Tuesday, July 19, 2005 // 11:37 PM
some day. some day i will have an apartment, not a house, which is big enough to be lost in, which is big enough to accumulate rooms of paraphanelia that someone will some day have to plow through, discard, after you are dead. i want an apartment that is high high up over everything else, either that or not very high at all. either show me the rest of the world from the second story angle, or dont show me the world at all; let me look at the sky, and feel more alone than i already do. but i dont already do, at least not right now. give me a balcony, i think i could live on a balcony. i think i used to, when we still lived in serangoon gardens. i want the sun light to spill in without my asking, i want the heat and hum of glorious and mundane afternoons.
i have a mental image, it is in michelle's apartment, specifically, her room mate sitting on the balcony, looking out onto the street. tiny concrete and wire balcony, ashtray and cigarettes strewn around. his silent and brooding friendliness and the cold australian morning.

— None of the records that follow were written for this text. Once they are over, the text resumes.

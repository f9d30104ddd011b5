//! Termination criteria
//!
//! The engine itself never stops on its own; `Engine::run` consults a
//! [`TerminationCriterion`] after each generation transition, alongside the
//! client's `is_stop_requested` flag.

/// Snapshot of a run handed to termination criteria
#[derive(Clone, Debug)]
pub struct EvolutionState<'a> {
    /// Generation counter after the latest `evolve`
    pub generation: usize,
    /// Fitness evaluations performed so far
    pub evaluations: usize,
    /// Best fitness seen during the run
    pub best_fitness: f64,
    /// Best fitness of each evaluated generation, oldest first
    pub fitness_history: &'a [f64],
}

/// Termination criterion trait
pub trait TerminationCriterion: Send + Sync {
    /// Check if the run should stop
    fn should_terminate(&self, state: &EvolutionState<'_>) -> bool;

    /// Why the run stopped
    fn reason(&self) -> &'static str;
}

/// Stop once the generation counter reaches a limit
#[derive(Clone, Debug)]
pub struct MaxGenerations(pub usize);

impl MaxGenerations {
    /// Create a new max generations criterion
    pub fn new(max: usize) -> Self {
        Self(max)
    }
}

impl TerminationCriterion for MaxGenerations {
    fn should_terminate(&self, state: &EvolutionState<'_>) -> bool {
        state.generation >= self.0
    }

    fn reason(&self) -> &'static str {
        "Maximum generations reached"
    }
}

/// Stop after a number of fitness evaluations
#[derive(Clone, Debug)]
pub struct MaxEvaluations(pub usize);

impl MaxEvaluations {
    /// Create a new max evaluations criterion
    pub fn new(max: usize) -> Self {
        Self(max)
    }
}

impl TerminationCriterion for MaxEvaluations {
    fn should_terminate(&self, state: &EvolutionState<'_>) -> bool {
        state.evaluations >= self.0
    }

    fn reason(&self) -> &'static str {
        "Maximum evaluations reached"
    }
}

/// Stop when the best fitness reaches a target
#[derive(Clone, Debug)]
pub struct TargetFitness {
    pub target: f64,
    pub tolerance: f64,
}

impl TargetFitness {
    /// Create a new target fitness criterion
    pub fn new(target: f64) -> Self {
        Self {
            target,
            tolerance: 0.0,
        }
    }

    /// Create with a tolerance below the target
    pub fn with_tolerance(target: f64, tolerance: f64) -> Self {
        Self { target, tolerance }
    }
}

impl TerminationCriterion for TargetFitness {
    fn should_terminate(&self, state: &EvolutionState<'_>) -> bool {
        state.best_fitness >= self.target - self.tolerance
    }

    fn reason(&self) -> &'static str {
        "Target fitness reached"
    }
}

/// Stop when the per-generation best fitness stops moving
///
/// Looks at the last `window` entries of the history and stops when the
/// spread between the first and last is below `epsilon`.
#[derive(Clone, Debug)]
pub struct FitnessStagnation {
    pub window: usize,
    pub epsilon: f64,
}

impl FitnessStagnation {
    /// Create a new stagnation criterion
    pub fn new(window: usize, epsilon: f64) -> Self {
        Self { window, epsilon }
    }
}

impl TerminationCriterion for FitnessStagnation {
    fn should_terminate(&self, state: &EvolutionState<'_>) -> bool {
        let history = state.fitness_history;
        if self.window == 0 || history.len() < self.window {
            return false;
        }

        let recent = &history[history.len() - self.window..];
        match (recent.first(), recent.last()) {
            (Some(first), Some(last)) => (last - first).abs() < self.epsilon,
            _ => false,
        }
    }

    fn reason(&self) -> &'static str {
        "Fitness stagnation detected"
    }
}

/// Stop when any of several criteria fires
pub struct AnyOf {
    criteria: Vec<Box<dyn TerminationCriterion>>,
}

impl AnyOf {
    /// Create from a list of criteria
    pub fn new(criteria: Vec<Box<dyn TerminationCriterion>>) -> Self {
        Self { criteria }
    }

    /// The first criterion that fires for `state`, if any
    pub fn triggered(&self, state: &EvolutionState<'_>) -> Option<&dyn TerminationCriterion> {
        self.criteria
            .iter()
            .find(|c| c.should_terminate(state))
            .map(|c| c.as_ref())
    }
}

impl TerminationCriterion for AnyOf {
    fn should_terminate(&self, state: &EvolutionState<'_>) -> bool {
        self.triggered(state).is_some()
    }

    fn reason(&self) -> &'static str {
        "One of multiple criteria met"
    }
}

/// Never stop; the run ends only when the client requests it
#[derive(Clone, Debug, Default)]
pub struct Never;

impl TerminationCriterion for Never {
    fn should_terminate(&self, _state: &EvolutionState<'_>) -> bool {
        false
    }

    fn reason(&self) -> &'static str {
        "Never"
    }
}

pub mod prelude {
    pub use super::{
        AnyOf, EvolutionState, FitnessStagnation, MaxEvaluations, MaxGenerations, Never,
        TargetFitness, TerminationCriterion,
    };
}
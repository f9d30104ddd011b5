//! Population type
//!
//! This module provides the Population container type.

#[cfg(feature = "parallel")]
use rayon::prelude::*;

use crate::error::ContractViolation;
use crate::fitness::validate_fitness;
use crate::population::individual::{compare_fitness, Individual};

/// A fixed-size, ordered population of one generation
///
/// The engine builds a new `Population` for every generation; individuals
/// carry no identity across generations.
#[derive(Clone, Debug)]
pub struct Population<I> {
    individuals: Vec<I>,
    generation: usize,
}

impl<I: Individual> Population<I> {
    /// Create a population from a vector of individuals
    pub fn from_individuals(individuals: Vec<I>, generation: usize) -> Self {
        Self {
            individuals,
            generation,
        }
    }

    /// Get the generation this population belongs to
    pub fn generation(&self) -> usize {
        self.generation
    }

    /// Get the population size
    pub fn len(&self) -> usize {
        self.individuals.len()
    }

    /// Check if the population is empty
    pub fn is_empty(&self) -> bool {
        self.individuals.is_empty()
    }

    /// Get an individual by index
    pub fn get(&self, index: usize) -> Option<&I> {
        self.individuals.get(index)
    }

    /// Iterate over individuals in population order
    pub fn iter(&self) -> std::slice::Iter<'_, I> {
        self.individuals.iter()
    }

    /// Get the individuals as a slice
    pub fn individuals(&self) -> &[I] {
        &self.individuals
    }

    /// Mutable access for client-side simulation
    ///
    /// A slice, so the population size cannot change through it.
    pub fn individuals_mut(&mut self) -> &mut [I] {
        &mut self.individuals
    }

    /// Consume the population and return its individuals
    pub fn into_individuals(self) -> Vec<I> {
        self.individuals
    }

    /// Get the best evaluated individual
    pub fn best(&self) -> Option<&I> {
        self.individuals
            .iter()
            .filter(|i| i.is_evaluated())
            .max_by(|a, b| compare_fitness(*a, *b))
    }

    /// Get the worst evaluated individual
    pub fn worst(&self) -> Option<&I> {
        self.individuals
            .iter()
            .filter(|i| i.is_evaluated())
            .min_by(|a, b| compare_fitness(*a, *b))
    }

    /// Check if every individual has a fitness
    pub fn all_evaluated(&self) -> bool {
        self.individuals.iter().all(|i| i.is_evaluated())
    }

    /// Fitness of every individual, `None` if any is unevaluated
    pub fn fitness_values(&self) -> Option<Vec<f64>> {
        self.individuals.iter().map(|i| i.fitness()).collect()
    }

    /// Mean fitness over evaluated individuals
    pub fn mean_fitness(&self) -> Option<f64> {
        let values: Vec<f64> = self.individuals.iter().filter_map(|i| i.fitness()).collect();
        if values.is_empty() {
            return None;
        }
        Some(values.iter().sum::<f64>() / values.len() as f64)
    }

    /// Check that every individual's DNA has `expected` genes
    pub fn check_dna_length(&self, expected: usize) -> Result<(), ContractViolation> {
        for (index, individual) in self.individuals.iter().enumerate() {
            let actual = individual.dna().len();
            if actual != expected {
                return Err(ContractViolation::DnaLength {
                    index,
                    expected,
                    actual,
                });
            }
        }
        Ok(())
    }

    /// Compute and validate the fitness of every individual
    ///
    /// Nothing is written; the values are recorded with
    /// [`record_fitness`](Population::record_fitness) once the caller has
    /// committed to them.
    pub fn score<F>(&self, fitness: F) -> Result<Vec<f64>, ContractViolation>
    where
        F: Fn(&I) -> f64,
    {
        let values: Vec<f64> = self.individuals.iter().map(fitness).collect();
        validate_all(values)
    }

    /// Write previously scored fitness values, in population order
    pub fn record_fitness(&mut self, values: &[f64]) {
        debug_assert_eq!(values.len(), self.individuals.len());
        for (individual, &value) in self.individuals.iter_mut().zip(values) {
            individual.set_fitness(value);
        }
    }
}

fn validate_all(values: Vec<f64>) -> Result<Vec<f64>, ContractViolation> {
    for (index, &value) in values.iter().enumerate() {
        validate_fitness(index, value)?;
    }
    Ok(values)
}

#[cfg(feature = "parallel")]
impl<I: Individual + Send + Sync> Population<I> {
    /// Like [`score`](Population::score), computed in parallel using rayon
    pub fn score_parallel<F>(&self, fitness: F) -> Result<Vec<f64>, ContractViolation>
    where
        F: Fn(&I) -> f64 + Sync,
    {
        let values: Vec<f64> = self.individuals.par_iter().map(|i| fitness(i)).collect();
        validate_all(values)
    }
}

#[cfg(not(feature = "parallel"))]
impl<I: Individual + Send + Sync> Population<I> {
    /// Like [`score`](Population::score) (sequential fallback when the
    /// `parallel` feature is disabled)
    pub fn score_parallel<F>(&self, fitness: F) -> Result<Vec<f64>, ContractViolation>
    where
        F: Fn(&I) -> f64 + Sync,
    {
        self.score(fitness)
    }
}

impl<I> std::ops::Index<usize> for Population<I> {
    type Output = I;

    fn index(&self, index: usize) -> &Self::Output {
        &self.individuals[index]
    }
}

impl<'a, I> IntoIterator for &'a Population<I> {
    type Item = &'a I;
    type IntoIter = std::slice::Iter<'a, I>;

    fn into_iter(self) -> Self::IntoIter {
        self.individuals.iter()
    }
}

i have a lot that i think i should think about, properly. come to some conclusion. i dont know, im sad to be growing out of frivolity, wouldnt you be? to want to never stop being a child, to want to never stop being allowed to be a child. when the impulse hits. yesterday i played and lost two games of uno, one game of chinese chess, countless games of connect four. i would like to stay here eating colourful ice cream playing games and saying nothing of huge consequence (though it is not as if anything, at all, is of huge consequence). but no instead i have my hssrp research paper to write, i have a million people's thoughts to consolidate, academise, reduce to statistics. envy me and my two thousand dollars. i cant stay here forever but i'll try, i'll try at least for a time. before things go crazy and i run far away to my other self, to afternoons in the sun, to evenings wiled away in cafes, talking, just talking, writing, reading. smiling easy across the table at someone else.
i had opinions that didnt matter
i had a brain that felt like pancake batter
and huiwen said to me, but you're both sharp and blunt. stay away. so. so now i like the word blunt, the way it sounds so much like the the wrong end of a knife; unrelenting, inefficient. hurting the stubborn wielder more than it does the intended victim.
(the same way i cant do anything right.)
i slept five hours in the afternoon, i think i should be making up for lost time. it is not really that i am so madly busy it is that there is so much for me to do, right now. some things just never get done, because they are swept under the carpet and forgotten. cleaning my room for example. i dont like the mess any more than you do, da. it's just my unwillingness to Get Down And Do It, the million other things i need to do on my hardworking days (which's rarity is a problem in itself), my subsequently being so completely inured to the complete mess. mess. i think i am always going to be a mess, but maybe that's another one of those. those self fulfilling prophecy things.
i would like someone to talk to me truly today. everyday. remind me how im supposed to be doing my work, right now. doing it, mindlessly, without considering its pointlessness.
i think i am trapped in my own head, but this is fine; this is fine because it is just another Today, just another permutation. i have brain dead days that make me feel extremely good about myself, when the lid slides of my box of a head, and i am unleashed cavorting into the greedy new breaths of air. im looking forward to that but i know it is made better by the time spent in the box, absorbing myself in things other than my mindless hedonism.